Extracted records:

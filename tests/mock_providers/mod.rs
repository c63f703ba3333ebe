//! Mock Provider Servers
//!
//! Local stand-ins for the realtime provider so the connector can be driven
//! over a real WebSocket without network access:
//! - Gemini Live (`BidiGenerateContent` over WebSocket)

// Allow dead code in test infrastructure - not every test uses every helper
#![allow(dead_code)]

use std::sync::atomic::{AtomicU64, Ordering};

pub mod gemini_live_mock;

pub use gemini_live_mock::{GeminiLiveMock, MockLiveSession, SetupBehavior};

/// Connection statistics for a mock server
#[derive(Debug, Default)]
pub struct MockStats {
    pub connections: AtomicU64,
    pub frames_received: AtomicU64,
    pub frames_sent: AtomicU64,
}

impl MockStats {
    pub fn record_connection(&self) {
        self.connections.fetch_add(1, Ordering::Relaxed);
    }

    pub fn record_received(&self) {
        self.frames_received.fetch_add(1, Ordering::Relaxed);
    }

    pub fn record_sent(&self) {
        self.frames_sent.fetch_add(1, Ordering::Relaxed);
    }

    pub fn connections(&self) -> u64 {
        self.connections.load(Ordering::Relaxed)
    }

    pub fn summary(&self) -> String {
        format!(
            "Connections: {}, Received: {}, Sent: {}",
            self.connections(),
            self.frames_received.load(Ordering::Relaxed),
            self.frames_sent.load(Ordering::Relaxed),
        )
    }
}
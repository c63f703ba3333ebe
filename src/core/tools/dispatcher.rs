use std::sync::Arc;

use serde_json::{Value, json};
use tracing::{debug, info, warn};

use crate::core::listings::{FilterUpdate, ListingSearch, PropertyType, SharedFilters, SortBy};
use crate::core::realtime::{FunctionDeclaration, ToolCall, ToolResponse};

/// Name of the filter update tool.
pub const UPDATE_SEARCH_FILTERS: &str = "updateSearchFilters";

/// Schema of `updateSearchFilters` in the Live API's OpenAPI subset.
pub fn update_search_filters_declaration() -> FunctionDeclaration {
    let property_types: Vec<&str> = PropertyType::all().iter().map(|t| t.as_str()).collect();
    let sort_orders: Vec<&str> = SortBy::all().iter().map(|s| s.as_str()).collect();

    FunctionDeclaration {
        name: UPDATE_SEARCH_FILTERS.to_string(),
        description: Some(
            "Update the property search filters with the criteria the user just mentioned. \
             Only pass the fields that changed."
                .to_string(),
        ),
        parameters: Some(json!({
            "type": "OBJECT",
            "properties": {
                "city": {"type": "STRING", "description": "City or neighbourhood name"},
                "minPrice": {"type": "NUMBER", "description": "Minimum price in euro"},
                "maxPrice": {"type": "NUMBER", "description": "Maximum price in euro"},
                "minSize": {"type": "NUMBER", "description": "Minimum living area in square metres"},
                "bedrooms": {"type": "NUMBER", "description": "Minimum number of bedrooms"},
                "petsAllowed": {"type": "BOOLEAN", "description": "Whether pets must be allowed"},
                "type": {
                    "type": "STRING",
                    "enum": property_types,
                    "description": "Kind of property"
                },
                "sortBy": {
                    "type": "STRING",
                    "enum": sort_orders,
                    "description": "Result ordering"
                }
            }
        })),
    }
}

/// Every tool declared to the model.
pub fn declarations() -> Vec<FunctionDeclaration> {
    vec![update_search_filters_declaration()]
}

/// Text returned to the model after a successful update.
pub fn result_text(matches: usize) -> String {
    format!("Filters updated. Found {matches} properties matching criteria.")
}

/// Executes tool calls against the shared search filters.
#[derive(Clone)]
pub struct ToolDispatcher {
    filters: SharedFilters,
    search: Arc<dyn ListingSearch>,
}

impl ToolDispatcher {
    pub fn new(filters: SharedFilters, search: Arc<dyn ListingSearch>) -> Self {
        Self { filters, search }
    }

    pub fn filters(&self) -> &SharedFilters {
        &self.filters
    }

    /// Run one call. Returns `None` for tools this dispatcher does not know.
    pub async fn handle(&self, call: &ToolCall) -> Option<ToolResponse> {
        if call.name != UPDATE_SEARCH_FILTERS {
            debug!(call_id = %call.id, tool = %call.name, "Ignoring unknown tool call");
            return None;
        }

        let response = self.update_search_filters(&call.id, &call.args).await;
        Some(ToolResponse {
            id: call.id.clone(),
            name: call.name.clone(),
            response,
        })
    }

    /// Run every call of one server message in order.
    ///
    /// The result holds one response per recognized call, in call order.
    pub async fn handle_batch(&self, calls: &[ToolCall]) -> Vec<ToolResponse> {
        let mut responses = Vec::with_capacity(calls.len());
        for call in calls {
            if let Some(response) = self.handle(call).await {
                responses.push(response);
            }
        }
        responses
    }

    async fn update_search_filters(&self, call_id: &str, args: &Value) -> Value {
        let update = match FilterUpdate::from_args(args) {
            Ok(update) => update,
            Err(e) => {
                warn!(call_id, "Rejected filter arguments: {}", e);
                return json!({ "error": format!("Invalid filter arguments: {e}") });
            }
        };

        let filters = self.filters.update(update);
        match self.search.search(&filters).await {
            Ok(listings) => {
                info!(call_id, matches = listings.len(), "Search filters updated");
                json!({ "result": result_text(listings.len()) })
            }
            Err(e) => {
                warn!(call_id, "Listing search failed after filter update: {}", e);
                json!({ "error": "Filters updated but the listing search failed" })
            }
        }
    }
}

impl std::fmt::Debug for ToolDispatcher {
    fn fmt(&self, f: &mut std::fmt::Formatter<'_>) -> std::fmt::Result {
        f.debug_struct("ToolDispatcher")
            .field("filters", &self.filters.snapshot())
            .finish_non_exhaustive()
    }
}

#[cfg(test)]
mod tests {
    use super::*;
    use crate::core::listings::{InMemoryListings, SearchError, SearchFilters};
    use async_trait::async_trait;

    fn call(id: &str, name: &str, args: Value) -> ToolCall {
        ToolCall {
            id: id.to_string(),
            name: name.to_string(),
            args,
        }
    }

    fn dispatcher() -> ToolDispatcher {
        let store = InMemoryListings::seeded().unwrap();
        ToolDispatcher::new(SharedFilters::default(), Arc::new(store))
    }

    struct BrokenSearch;

    #[async_trait]
    impl ListingSearch for BrokenSearch {
        async fn search(
            &self,
            _filters: &SearchFilters,
        ) -> Result<Vec<crate::core::listings::Listing>, SearchError> {
            Err(SearchError::Unavailable("database offline".to_string()))
        }
    }

    #[test]
    fn test_declaration_lists_every_field() {
        let decl = update_search_filters_declaration();
        assert_eq!(decl.name, "updateSearchFilters");
        let params = decl.parameters.unwrap();
        let properties = params["properties"].as_object().unwrap();
        for field in [
            "city",
            "minPrice",
            "maxPrice",
            "minSize",
            "bedrooms",
            "petsAllowed",
            "type",
            "sortBy",
        ] {
            assert!(properties.contains_key(field), "missing {field}");
        }
        assert!(params.get("required").is_none());
        assert_eq!(properties["sortBy"]["enum"][0], "price_asc");
    }

    #[test]
    fn test_result_text() {
        assert_eq!(
            result_text(3),
            "Filters updated. Found 3 properties matching criteria."
        );
    }

    #[tokio::test]
    async fn test_handle_merges_and_counts() {
        let dispatcher = dispatcher();
        dispatcher
            .filters()
            .replace(SearchFilters {
                property_type: Some(PropertyType::Apartment),
                ..Default::default()
            });

        let response = dispatcher
            .handle(&call("c1", UPDATE_SEARCH_FILTERS, json!({"city": "Ghent", "maxPrice": 1200})))
            .await
            .unwrap();

        let filters = dispatcher.filters().snapshot();
        assert_eq!(filters.property_type, Some(PropertyType::Apartment));
        assert_eq!(filters.city.as_deref(), Some("Ghent"));
        assert_eq!(filters.max_price, Some(1200.0));

        let expected = InMemoryListings::seeded().unwrap().query(&filters).len();
        assert_eq!(response.id, "c1");
        assert_eq!(response.name, UPDATE_SEARCH_FILTERS);
        assert_eq!(response.response, json!({"result": result_text(expected)}));
    }

    #[tokio::test]
    async fn test_unknown_tool_is_ignored() {
        let dispatcher = dispatcher();
        assert!(dispatcher.handle(&call("x", "foo", json!({}))).await.is_none());
        assert!(dispatcher.filters().snapshot().is_unconstrained());
    }

    #[tokio::test]
    async fn test_batch_keeps_call_order() {
        let dispatcher = dispatcher();
        let responses = dispatcher
            .handle_batch(&[
                call("1", UPDATE_SEARCH_FILTERS, json!({"city": "Ghent"})),
                call("2", UPDATE_SEARCH_FILTERS, json!({"maxPrice": 1000})),
                call("3", "foo", json!({})),
            ])
            .await;

        let ids: Vec<&str> = responses.iter().map(|r| r.id.as_str()).collect();
        assert_eq!(ids, vec!["1", "2"]);
        assert_eq!(
            dispatcher.filters().snapshot(),
            SearchFilters {
                city: Some("Ghent".to_string()),
                max_price: Some(1000.0),
                ..Default::default()
            }
        );
    }

    #[tokio::test]
    async fn test_invalid_arguments_leave_filters_alone() {
        let dispatcher = dispatcher();
        let response = dispatcher
            .handle(&call("bad", UPDATE_SEARCH_FILTERS, json!({"bedrooms": "many"})))
            .await
            .unwrap();

        assert!(response.response["error"].as_str().unwrap().contains("Invalid"));
        assert!(dispatcher.filters().snapshot().is_unconstrained());
    }

    #[tokio::test]
    async fn test_search_failure_still_updates_filters() {
        let dispatcher = ToolDispatcher::new(SharedFilters::default(), Arc::new(BrokenSearch));
        let response = dispatcher
            .handle(&call("c", UPDATE_SEARCH_FILTERS, json!({"city": "Mons"})))
            .await
            .unwrap();

        assert!(response.response.get("error").is_some());
        assert_eq!(dispatcher.filters().snapshot().city.as_deref(), Some("Mons"));
    }
}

- **What is needed**:
Lines above with the word "await" should be counted, and the reply is that count alone.

- **Response to the task**:
8